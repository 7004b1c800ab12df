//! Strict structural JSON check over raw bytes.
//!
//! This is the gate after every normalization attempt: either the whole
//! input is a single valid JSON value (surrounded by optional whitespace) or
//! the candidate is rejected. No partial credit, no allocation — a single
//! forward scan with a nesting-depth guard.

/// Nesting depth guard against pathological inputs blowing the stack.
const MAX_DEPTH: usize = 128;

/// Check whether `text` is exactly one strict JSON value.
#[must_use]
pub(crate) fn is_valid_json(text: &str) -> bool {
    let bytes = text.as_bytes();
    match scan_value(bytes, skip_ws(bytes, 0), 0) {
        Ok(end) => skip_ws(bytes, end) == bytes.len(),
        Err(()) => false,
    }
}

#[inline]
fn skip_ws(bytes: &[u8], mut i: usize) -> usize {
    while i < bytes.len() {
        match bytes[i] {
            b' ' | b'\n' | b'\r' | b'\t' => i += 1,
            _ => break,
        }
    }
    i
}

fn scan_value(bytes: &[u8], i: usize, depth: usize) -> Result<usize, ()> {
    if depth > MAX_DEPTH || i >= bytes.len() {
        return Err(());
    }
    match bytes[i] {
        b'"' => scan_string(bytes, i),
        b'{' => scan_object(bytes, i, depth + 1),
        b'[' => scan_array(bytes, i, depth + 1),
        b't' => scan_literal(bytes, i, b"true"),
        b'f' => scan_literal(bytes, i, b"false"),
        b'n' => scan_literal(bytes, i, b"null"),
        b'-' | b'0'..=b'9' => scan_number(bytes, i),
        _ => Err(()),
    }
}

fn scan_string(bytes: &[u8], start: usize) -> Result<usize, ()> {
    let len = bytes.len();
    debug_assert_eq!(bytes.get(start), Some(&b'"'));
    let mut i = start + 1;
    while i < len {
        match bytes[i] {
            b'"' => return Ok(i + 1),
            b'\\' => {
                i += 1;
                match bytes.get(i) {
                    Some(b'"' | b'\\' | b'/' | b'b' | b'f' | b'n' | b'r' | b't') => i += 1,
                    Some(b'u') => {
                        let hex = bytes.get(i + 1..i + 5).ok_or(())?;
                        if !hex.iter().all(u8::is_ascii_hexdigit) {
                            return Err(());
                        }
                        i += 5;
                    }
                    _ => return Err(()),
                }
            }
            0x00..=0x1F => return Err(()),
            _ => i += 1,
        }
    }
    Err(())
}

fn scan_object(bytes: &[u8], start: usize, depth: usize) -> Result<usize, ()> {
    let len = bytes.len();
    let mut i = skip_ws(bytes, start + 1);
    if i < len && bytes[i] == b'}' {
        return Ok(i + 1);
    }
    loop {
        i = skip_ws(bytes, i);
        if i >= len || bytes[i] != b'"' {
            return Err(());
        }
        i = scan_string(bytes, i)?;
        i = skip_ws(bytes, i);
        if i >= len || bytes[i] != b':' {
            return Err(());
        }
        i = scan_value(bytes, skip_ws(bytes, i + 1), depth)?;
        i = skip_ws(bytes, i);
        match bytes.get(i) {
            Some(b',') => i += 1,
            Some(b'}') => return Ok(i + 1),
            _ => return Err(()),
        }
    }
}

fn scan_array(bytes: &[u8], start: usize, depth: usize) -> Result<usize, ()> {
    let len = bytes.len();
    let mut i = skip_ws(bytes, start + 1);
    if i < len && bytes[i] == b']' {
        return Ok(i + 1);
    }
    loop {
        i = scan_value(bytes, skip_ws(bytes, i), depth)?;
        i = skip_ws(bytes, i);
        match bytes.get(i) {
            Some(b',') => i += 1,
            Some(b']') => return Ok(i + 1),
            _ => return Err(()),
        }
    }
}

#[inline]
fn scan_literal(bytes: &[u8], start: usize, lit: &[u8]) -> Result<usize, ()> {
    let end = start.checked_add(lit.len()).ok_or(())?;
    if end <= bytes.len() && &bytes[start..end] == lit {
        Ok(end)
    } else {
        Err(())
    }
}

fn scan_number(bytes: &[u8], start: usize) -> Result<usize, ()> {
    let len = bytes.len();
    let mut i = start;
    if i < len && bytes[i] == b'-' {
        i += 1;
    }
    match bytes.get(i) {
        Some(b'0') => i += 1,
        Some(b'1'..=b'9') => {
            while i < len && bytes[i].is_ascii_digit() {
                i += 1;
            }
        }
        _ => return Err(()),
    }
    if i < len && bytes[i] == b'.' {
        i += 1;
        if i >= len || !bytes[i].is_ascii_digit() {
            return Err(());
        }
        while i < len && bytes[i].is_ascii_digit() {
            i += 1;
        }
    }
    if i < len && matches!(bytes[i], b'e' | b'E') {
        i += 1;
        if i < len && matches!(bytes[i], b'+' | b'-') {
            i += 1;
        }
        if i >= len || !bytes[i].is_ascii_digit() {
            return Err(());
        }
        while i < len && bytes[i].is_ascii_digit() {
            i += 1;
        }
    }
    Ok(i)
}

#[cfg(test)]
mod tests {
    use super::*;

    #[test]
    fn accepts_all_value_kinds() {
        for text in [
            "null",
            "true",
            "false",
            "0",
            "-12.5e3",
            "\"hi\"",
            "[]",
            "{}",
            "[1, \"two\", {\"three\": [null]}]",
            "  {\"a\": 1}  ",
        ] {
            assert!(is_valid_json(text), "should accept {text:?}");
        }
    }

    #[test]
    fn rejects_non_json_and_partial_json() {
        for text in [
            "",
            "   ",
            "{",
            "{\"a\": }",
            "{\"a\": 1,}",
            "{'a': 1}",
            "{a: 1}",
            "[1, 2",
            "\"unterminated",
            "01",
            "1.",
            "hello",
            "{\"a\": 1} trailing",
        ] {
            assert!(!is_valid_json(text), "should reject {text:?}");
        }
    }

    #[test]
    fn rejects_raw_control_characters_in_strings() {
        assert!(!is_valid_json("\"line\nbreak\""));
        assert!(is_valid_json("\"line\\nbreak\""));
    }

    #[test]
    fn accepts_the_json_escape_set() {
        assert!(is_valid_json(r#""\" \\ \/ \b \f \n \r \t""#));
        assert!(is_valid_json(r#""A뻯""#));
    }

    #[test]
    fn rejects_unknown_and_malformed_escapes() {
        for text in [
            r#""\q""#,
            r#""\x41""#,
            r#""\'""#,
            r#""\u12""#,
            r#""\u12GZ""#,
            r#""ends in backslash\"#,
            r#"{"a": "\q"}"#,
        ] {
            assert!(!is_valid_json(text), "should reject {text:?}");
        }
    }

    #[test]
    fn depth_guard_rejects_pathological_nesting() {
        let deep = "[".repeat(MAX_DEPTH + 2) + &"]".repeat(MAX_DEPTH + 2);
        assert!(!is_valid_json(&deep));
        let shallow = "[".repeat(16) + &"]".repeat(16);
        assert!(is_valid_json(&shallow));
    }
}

_ _ _ _ _

> Task requirements
Make an exact copy of every entry.

> Answer for the task
repository 7004b1c800ab12df
//! Strict structural JSON check over raw bytes.
//!
//! This is the gate after every normalization attempt: either the whole
//! input is a single valid JSON value (surrounded by optional whitespace) or
//! the candidate is rejected. No partial credit, no allocation — a single
//! forward scan with a nesting-depth guard.

/// Nesting depth guard against pathological inputs blowing the stack.
const MAX_DEPTH: usize = 128;

/// Check whether `text` is exactly one strict JSON value.
#[must_use]
pub(crate) fn is_valid_json(text: &str) -> bool {
    let bytes = text.as_bytes();
    match scan_value(bytes, skip_ws(bytes, 0), 0) {
        Ok(end) => skip_ws(bytes, end) == bytes.len(),
        Err(()) => false,
    }
}

#[inline]
fn skip_ws(bytes: &[u8], mut i: usize) -> usize {
    while i < bytes.len() {
        match bytes[i] {
            b' ' | b'\n' | b'\r' | b'\t' => i += 1,
            _ => break,
        }
    }
    i
}

fn scan_value(bytes: &[u8], i: usize, depth: usize) -> Result<usize, ()> {
    if depth > MAX_DEPTH || i >= bytes.len() {
        return Err(());
    }
    match bytes[i] {
        b'"' => scan_string(bytes, i),
        b'{' => scan_object(bytes, i, depth + 1),
        b'[' => scan_array(bytes, i, depth + 1),
        b't' => scan_literal(bytes, i, b"true"),
        b'f' => scan_literal(bytes, i, b"false"),
        b'n' => scan_literal(bytes, i, b"null"),
        b'-' | b'0'..=b'9' => scan_number(bytes, i),
        _ => Err(()),
    }
}

fn scan_string(bytes: &[u8], start: usize) -> Result<usize, ()> {
    let len = bytes.len();
    debug_assert_eq!(bytes.get(start), Some(&b'"'));
    let mut i = start + 1;
    while i < len {
        match bytes[i] {
            b'"' => return Ok(i + 1),
            b'\\' => {
                i += 1;
                match bytes.get(i) {
                    Some(b'"' | b'\\' | b'/' | b'b' | b'f' | b'n' | b'r' | b't') => i += 1,
                    Some(b'u') => {
                        let hex = bytes.get(i + 1..i + 5).ok_or(())?;
                        if !hex.iter().all(u8::is_ascii_hexdigit) {
                            return Err(());
                        }
                        i += 5;
                    }
                    _ => return Err(()),
                }
            }
            0x00..=0x1F => return Err(()),
            _ => i += 1,
        }
    }
    Err(())
}

fn scan_object(bytes: &[u8], start: usize, depth: usize) -> Result<usize, ()> {
    let len = bytes.len();
    let mut i = skip_ws(bytes, start + 1);
    if i < len && bytes[i] == b'}' {
        return Ok(i + 1);
    }
    loop {
        i = skip_ws(bytes, i);
        if i >= len || bytes[i] != b'"' {
            return Err(());
        }
        i = scan_string(bytes, i)?;
        i = skip_ws(bytes, i);
        if i >= len || bytes[i] != b':' {
            return Err(());
        }
        i = scan_value(bytes, skip_ws(bytes, i + 1), depth)?;
        i = skip_ws(bytes, i);
        match bytes.get(i) {
            Some(b',') => i += 1,
            Some(b'}') => return Ok(i + 1),
            _ => return Err(()),
        }
    }
}

fn scan_array(bytes: &[u8], start: usize, depth: usize) -> Result<usize, ()> {
    let len = bytes.len();
    let mut i = skip_ws(bytes, start + 1);
    if i < len && bytes[i] == b']' {
        return Ok(i + 1);
    }
    loop {
        i = scan_value(bytes, skip_ws(bytes, i), depth)?;
        i = skip_ws(bytes, i);
        match bytes.get(i) {
            Some(b',') => i += 1,
            Some(b']') => return Ok(i + 1),
            _ => return Err(()),
        }
    }
}

#[inline]
fn scan_literal(bytes: &[u8], start: usize, lit: &[u8]) -> Result<usize, ()> {
    let end = start.checked_add(lit.len()).ok_or(())?;
    if end <= bytes.len() && &bytes[start..end] == lit {
        Ok(end)
    } else {
        Err(())
    }
}

fn scan_number(bytes: &[u8], start: usize) -> Result<usize, ()> {
    let len = bytes.len();
    let mut i = start;
    if i < len && bytes[i] == b'-' {
        i += 1;
    }
    match bytes.get(i) {
        Some(b'0') => i += 1,
        Some(b'1'..=b'9') => {
            while i < len && bytes[i].is_ascii_digit() {
                i += 1;
            }
        }
        _ => return Err(()),
    }
    if i < len && bytes[i] == b'.' {
        i += 1;
        if i >= len || !bytes[i].is_ascii_digit() {
            return Err(());
        }
        while i < len && bytes[i].is_ascii_digit() {
            i += 1;
        }
    }
    if i < len && matches!(bytes[i], b'e' | b'E') {
        i += 1;
        if i < len && matches!(bytes[i], b'+' | b'-') {
            i += 1;
        }
        if i >= len || !bytes[i].is_ascii_digit() {
            return Err(());
        }
        while i < len && bytes[i].is_ascii_digit() {
            i += 1;
        }
    }
    Ok(i)
}

#[cfg(test)]
mod tests {
    use super::*;

    #[test]
    fn accepts_all_value_kinds() {
        for text in [
            "null",
            "true",
            "false",
            "0",
            "-12.5e3",
            "\"hi\"",
            "[]",
            "{}",
            "[1, \"two\", {\"three\": [null]}]",
            "  {\"a\": 1}  ",
        ] {
            assert!(is_valid_json(text), "should accept {text:?}");
        }
    }

    #[test]
    fn rejects_non_json_and_partial_json() {
        for text in [
            "",
            "   ",
            "{",
            "{\"a\": }",
            "{\"a\": 1,}",
            "{'a': 1}",
            "{a: 1}",
            "[1, 2",
            "\"unterminated",
            "01",
            "1.",
            "hello",
            "{\"a\": 1} trailing",
        ] {
            assert!(!is_valid_json(text), "should reject {text:?}");
        }
    }

    #[test]
    fn rejects_raw_control_characters_in_strings() {
        assert!(!is_valid_json("\"line\nbreak\""));
        assert!(is_valid_json("\"line\\nbreak\""));
    }

    #[test]
    fn accepts_the_json_escape_set() {
        assert!(is_valid_json(r#""\" \\ \/ \b \f \n \r \t""#));
        assert!(is_valid_json(r#""A뻯""#));
    }

    #[test]
    fn rejects_unknown_and_malformed_escapes() {
        for text in [
            r#""\q""#,
            r#""\x41""#,
            r#""\'""#,
            r#""\u12""#,
            r#""\u12GZ""#,
            r#""ends in backslash\"#,
            r#"{"a": "\q"}"#,
        ] {
            assert!(!is_valid_json(text), "should reject {text:?}");
        }
    }

    #[test]
    fn depth_guard_rejects_pathological_nesting() {
        let deep = "[".repeat(MAX_DEPTH + 2) + &"]".repeat(MAX_DEPTH + 2);
        assert!(!is_valid_json(&deep));
        let shallow = "[".repeat(16) + &"]".repeat(16);
        assert!(is_valid_json(&shallow));
    }
}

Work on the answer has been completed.